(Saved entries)
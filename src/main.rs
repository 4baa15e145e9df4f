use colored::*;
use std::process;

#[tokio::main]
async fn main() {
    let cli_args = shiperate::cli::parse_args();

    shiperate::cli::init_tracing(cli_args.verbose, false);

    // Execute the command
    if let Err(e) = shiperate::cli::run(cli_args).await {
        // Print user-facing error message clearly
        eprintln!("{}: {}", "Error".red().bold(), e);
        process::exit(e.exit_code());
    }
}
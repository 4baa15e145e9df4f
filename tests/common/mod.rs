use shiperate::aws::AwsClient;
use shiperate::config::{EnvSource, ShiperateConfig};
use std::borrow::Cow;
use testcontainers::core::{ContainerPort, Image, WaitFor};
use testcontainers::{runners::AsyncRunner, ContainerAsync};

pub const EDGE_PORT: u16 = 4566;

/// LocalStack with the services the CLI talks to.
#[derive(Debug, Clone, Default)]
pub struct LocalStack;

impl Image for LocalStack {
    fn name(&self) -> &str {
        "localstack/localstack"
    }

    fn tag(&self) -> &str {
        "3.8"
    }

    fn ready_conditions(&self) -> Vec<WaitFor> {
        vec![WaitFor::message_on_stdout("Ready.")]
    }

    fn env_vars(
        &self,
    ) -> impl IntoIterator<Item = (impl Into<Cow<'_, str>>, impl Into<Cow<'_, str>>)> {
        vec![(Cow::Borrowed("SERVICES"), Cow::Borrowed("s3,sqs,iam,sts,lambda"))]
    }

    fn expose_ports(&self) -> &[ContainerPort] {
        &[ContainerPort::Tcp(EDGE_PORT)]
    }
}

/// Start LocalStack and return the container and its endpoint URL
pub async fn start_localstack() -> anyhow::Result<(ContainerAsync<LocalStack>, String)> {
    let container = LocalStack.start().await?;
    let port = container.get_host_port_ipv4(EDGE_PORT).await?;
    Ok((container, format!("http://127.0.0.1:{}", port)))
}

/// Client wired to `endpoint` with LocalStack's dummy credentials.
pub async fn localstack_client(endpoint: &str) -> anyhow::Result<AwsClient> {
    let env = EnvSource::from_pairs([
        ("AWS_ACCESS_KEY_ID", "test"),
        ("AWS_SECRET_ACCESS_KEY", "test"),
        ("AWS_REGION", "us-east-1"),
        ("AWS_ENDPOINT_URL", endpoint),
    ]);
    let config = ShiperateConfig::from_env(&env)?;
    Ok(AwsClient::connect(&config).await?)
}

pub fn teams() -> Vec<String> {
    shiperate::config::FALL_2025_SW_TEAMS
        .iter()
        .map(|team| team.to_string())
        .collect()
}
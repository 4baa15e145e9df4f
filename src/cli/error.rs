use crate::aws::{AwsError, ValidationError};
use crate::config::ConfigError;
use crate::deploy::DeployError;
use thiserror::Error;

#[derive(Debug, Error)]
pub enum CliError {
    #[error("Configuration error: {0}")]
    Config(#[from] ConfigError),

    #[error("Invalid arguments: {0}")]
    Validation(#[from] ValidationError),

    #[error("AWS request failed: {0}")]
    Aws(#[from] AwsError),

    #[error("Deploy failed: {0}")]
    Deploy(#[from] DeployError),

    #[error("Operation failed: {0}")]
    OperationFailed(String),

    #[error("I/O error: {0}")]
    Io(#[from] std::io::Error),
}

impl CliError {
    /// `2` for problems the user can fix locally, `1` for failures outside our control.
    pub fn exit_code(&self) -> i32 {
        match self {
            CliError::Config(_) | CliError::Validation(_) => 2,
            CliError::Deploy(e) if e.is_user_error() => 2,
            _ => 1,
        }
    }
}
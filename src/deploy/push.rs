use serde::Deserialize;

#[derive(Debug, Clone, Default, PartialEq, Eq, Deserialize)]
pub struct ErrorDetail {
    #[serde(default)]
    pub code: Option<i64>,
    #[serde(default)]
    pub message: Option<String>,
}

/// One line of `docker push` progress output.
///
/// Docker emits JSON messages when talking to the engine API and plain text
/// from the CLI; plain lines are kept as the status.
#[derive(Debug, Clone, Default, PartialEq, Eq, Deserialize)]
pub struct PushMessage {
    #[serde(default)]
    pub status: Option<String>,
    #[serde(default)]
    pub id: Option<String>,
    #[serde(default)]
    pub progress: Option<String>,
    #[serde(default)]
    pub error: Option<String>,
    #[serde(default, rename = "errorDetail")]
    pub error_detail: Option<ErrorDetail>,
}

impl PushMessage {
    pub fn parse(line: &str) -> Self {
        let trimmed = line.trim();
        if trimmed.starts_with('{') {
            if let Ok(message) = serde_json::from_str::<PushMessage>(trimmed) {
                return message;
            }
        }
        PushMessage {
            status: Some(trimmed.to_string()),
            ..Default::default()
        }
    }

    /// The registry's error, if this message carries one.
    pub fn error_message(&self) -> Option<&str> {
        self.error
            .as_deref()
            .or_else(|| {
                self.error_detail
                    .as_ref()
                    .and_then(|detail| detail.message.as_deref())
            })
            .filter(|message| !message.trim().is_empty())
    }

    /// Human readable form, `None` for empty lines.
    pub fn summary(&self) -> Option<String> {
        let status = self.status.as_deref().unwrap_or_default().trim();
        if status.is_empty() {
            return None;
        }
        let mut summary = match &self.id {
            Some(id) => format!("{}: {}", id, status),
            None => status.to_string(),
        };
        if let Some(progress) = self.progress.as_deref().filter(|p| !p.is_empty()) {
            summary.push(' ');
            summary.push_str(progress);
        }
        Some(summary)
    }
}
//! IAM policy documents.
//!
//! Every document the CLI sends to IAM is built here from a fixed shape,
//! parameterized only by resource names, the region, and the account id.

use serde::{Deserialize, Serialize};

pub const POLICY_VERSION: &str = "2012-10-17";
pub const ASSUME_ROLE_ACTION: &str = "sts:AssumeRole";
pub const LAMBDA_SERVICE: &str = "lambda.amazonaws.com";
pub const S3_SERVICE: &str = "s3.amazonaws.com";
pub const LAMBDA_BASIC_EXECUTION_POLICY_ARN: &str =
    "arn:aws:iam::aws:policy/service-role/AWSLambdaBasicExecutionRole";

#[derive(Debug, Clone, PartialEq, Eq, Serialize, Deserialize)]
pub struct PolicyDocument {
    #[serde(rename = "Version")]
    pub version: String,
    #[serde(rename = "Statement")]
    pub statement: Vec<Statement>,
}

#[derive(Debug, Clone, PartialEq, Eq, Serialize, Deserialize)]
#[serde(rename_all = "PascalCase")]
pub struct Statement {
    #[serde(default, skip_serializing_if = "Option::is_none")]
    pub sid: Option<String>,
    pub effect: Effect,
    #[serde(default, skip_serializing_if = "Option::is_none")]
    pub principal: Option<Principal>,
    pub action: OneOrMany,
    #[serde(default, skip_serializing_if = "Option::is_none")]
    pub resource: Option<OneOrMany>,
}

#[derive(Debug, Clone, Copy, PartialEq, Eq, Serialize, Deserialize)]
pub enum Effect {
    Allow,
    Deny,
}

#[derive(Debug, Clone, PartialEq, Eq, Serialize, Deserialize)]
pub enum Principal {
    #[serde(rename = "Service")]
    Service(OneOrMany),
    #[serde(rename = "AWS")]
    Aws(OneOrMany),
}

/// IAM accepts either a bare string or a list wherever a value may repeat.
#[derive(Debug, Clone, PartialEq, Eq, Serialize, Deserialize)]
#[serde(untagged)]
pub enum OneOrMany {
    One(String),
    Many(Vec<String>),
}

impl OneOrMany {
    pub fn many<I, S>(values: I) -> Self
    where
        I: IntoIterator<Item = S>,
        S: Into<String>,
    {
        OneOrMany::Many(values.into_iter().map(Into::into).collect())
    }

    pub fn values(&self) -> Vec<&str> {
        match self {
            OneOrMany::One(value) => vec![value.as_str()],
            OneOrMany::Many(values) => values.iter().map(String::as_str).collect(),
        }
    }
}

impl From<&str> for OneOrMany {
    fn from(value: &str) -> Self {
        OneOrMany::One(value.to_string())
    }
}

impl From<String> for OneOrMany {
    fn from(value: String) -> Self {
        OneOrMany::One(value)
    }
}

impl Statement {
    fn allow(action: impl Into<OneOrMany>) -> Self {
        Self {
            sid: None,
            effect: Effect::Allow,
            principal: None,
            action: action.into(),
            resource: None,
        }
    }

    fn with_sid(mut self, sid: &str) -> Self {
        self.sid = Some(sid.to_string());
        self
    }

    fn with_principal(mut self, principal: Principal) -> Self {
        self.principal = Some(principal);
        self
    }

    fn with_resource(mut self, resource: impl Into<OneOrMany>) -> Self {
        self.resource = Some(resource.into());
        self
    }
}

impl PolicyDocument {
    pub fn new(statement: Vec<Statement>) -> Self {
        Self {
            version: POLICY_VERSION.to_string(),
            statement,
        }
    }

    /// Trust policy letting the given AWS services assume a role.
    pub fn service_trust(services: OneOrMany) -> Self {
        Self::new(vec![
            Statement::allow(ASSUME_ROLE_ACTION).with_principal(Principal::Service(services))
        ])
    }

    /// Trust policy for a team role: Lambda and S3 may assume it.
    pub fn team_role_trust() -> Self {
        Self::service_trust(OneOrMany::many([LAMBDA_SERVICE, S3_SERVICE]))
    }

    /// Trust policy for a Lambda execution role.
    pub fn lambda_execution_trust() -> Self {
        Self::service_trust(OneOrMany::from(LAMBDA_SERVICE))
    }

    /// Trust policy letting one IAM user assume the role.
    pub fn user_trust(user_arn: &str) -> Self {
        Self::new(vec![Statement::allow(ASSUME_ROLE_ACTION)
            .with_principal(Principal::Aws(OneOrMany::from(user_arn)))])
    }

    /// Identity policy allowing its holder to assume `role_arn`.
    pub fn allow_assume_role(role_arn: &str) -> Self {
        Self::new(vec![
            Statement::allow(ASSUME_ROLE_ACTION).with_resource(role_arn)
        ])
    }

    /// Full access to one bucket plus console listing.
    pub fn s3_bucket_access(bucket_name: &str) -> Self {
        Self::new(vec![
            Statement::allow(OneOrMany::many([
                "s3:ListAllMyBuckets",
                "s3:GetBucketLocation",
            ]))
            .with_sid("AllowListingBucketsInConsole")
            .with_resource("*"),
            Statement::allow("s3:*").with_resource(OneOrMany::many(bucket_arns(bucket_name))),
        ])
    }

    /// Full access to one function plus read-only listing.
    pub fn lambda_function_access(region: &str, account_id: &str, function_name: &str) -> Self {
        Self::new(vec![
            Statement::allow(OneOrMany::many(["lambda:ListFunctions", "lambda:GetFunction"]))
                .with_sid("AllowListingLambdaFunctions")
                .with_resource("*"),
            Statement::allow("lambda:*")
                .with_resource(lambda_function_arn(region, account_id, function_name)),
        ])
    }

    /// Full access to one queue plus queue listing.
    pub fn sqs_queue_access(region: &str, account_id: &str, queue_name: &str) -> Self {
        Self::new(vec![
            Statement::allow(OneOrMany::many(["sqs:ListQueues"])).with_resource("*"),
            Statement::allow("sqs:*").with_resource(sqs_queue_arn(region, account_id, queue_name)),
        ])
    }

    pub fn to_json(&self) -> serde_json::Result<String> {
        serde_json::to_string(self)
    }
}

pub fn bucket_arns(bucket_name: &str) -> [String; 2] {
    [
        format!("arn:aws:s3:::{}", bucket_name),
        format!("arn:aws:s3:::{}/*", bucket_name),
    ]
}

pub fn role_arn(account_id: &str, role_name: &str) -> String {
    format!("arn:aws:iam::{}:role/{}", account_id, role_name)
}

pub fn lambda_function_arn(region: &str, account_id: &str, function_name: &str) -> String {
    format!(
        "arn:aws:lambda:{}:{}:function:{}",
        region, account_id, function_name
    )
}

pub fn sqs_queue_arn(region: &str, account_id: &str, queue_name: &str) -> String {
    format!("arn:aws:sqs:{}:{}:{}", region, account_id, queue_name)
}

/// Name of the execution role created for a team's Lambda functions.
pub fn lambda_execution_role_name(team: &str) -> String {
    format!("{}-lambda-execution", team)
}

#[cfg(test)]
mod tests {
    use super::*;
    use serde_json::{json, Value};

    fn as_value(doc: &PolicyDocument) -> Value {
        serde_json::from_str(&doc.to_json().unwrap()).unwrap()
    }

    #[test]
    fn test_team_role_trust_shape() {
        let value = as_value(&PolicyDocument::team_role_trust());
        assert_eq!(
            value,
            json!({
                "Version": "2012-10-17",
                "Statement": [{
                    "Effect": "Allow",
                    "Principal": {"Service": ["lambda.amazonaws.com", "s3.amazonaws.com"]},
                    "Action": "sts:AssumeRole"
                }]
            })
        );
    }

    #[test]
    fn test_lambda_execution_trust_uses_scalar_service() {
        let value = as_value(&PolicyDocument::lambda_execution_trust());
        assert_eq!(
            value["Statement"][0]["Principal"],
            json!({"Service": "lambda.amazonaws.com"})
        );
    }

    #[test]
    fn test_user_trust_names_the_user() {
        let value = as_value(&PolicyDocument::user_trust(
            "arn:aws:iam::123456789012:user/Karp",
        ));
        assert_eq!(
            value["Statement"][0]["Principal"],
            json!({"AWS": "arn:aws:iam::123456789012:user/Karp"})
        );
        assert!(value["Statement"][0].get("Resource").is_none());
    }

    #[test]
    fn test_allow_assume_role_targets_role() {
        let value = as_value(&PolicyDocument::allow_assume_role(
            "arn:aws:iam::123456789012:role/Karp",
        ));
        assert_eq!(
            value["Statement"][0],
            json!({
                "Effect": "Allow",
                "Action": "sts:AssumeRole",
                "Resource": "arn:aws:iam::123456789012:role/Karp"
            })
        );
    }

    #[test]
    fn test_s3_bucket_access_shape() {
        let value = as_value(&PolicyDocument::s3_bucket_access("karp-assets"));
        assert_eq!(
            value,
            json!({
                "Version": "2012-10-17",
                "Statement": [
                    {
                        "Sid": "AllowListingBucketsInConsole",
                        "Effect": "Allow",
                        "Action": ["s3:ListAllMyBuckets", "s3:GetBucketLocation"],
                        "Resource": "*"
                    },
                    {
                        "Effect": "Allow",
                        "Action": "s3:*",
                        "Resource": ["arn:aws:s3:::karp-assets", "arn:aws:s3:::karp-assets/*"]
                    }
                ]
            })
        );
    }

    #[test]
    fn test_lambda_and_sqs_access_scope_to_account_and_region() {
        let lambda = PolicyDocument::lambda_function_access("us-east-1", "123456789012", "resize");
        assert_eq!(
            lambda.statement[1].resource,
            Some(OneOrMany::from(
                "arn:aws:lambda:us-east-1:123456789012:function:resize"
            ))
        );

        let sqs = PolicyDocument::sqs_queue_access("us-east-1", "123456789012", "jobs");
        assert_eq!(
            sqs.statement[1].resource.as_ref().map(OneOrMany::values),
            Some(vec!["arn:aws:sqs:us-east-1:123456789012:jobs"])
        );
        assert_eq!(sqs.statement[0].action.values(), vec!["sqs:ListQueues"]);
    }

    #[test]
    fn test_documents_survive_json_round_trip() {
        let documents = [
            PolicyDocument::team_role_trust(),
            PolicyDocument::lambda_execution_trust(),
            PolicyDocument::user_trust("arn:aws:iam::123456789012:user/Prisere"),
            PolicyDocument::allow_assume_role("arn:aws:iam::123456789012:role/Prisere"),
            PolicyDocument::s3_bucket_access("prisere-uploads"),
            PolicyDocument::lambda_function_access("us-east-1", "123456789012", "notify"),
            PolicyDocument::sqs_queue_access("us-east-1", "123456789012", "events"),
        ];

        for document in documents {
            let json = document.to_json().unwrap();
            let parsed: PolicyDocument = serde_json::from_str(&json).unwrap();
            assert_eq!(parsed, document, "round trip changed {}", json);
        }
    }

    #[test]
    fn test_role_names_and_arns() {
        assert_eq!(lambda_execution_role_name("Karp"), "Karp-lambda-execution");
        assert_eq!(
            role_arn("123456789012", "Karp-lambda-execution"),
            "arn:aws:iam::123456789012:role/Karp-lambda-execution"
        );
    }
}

- [Task requirements]: Where a line above contains the word "filename", show that line.

- [Exercise output]:
filename src/main.rs
filename tests/common/mod.rs
filename src/cli/error.rs
filename src/deploy/push.rs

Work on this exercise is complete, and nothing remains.